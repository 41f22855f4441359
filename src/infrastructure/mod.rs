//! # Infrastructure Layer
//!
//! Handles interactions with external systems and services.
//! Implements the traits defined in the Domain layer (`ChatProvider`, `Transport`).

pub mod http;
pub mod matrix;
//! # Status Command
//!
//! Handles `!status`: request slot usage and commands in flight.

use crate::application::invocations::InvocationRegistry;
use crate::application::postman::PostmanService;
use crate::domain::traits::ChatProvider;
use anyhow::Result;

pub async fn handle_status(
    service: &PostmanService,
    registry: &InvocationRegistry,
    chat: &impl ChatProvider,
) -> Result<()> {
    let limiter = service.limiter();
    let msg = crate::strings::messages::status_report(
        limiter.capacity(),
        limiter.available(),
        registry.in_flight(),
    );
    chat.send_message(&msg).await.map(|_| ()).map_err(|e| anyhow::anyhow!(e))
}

Task goal :: Show all lines from the entries that hold "traits".

Exercise response ::
//! Implements the traits defined in the Domain layer (`ChatProvider`, `Transport`).
use crate::domain::traits::ChatProvider;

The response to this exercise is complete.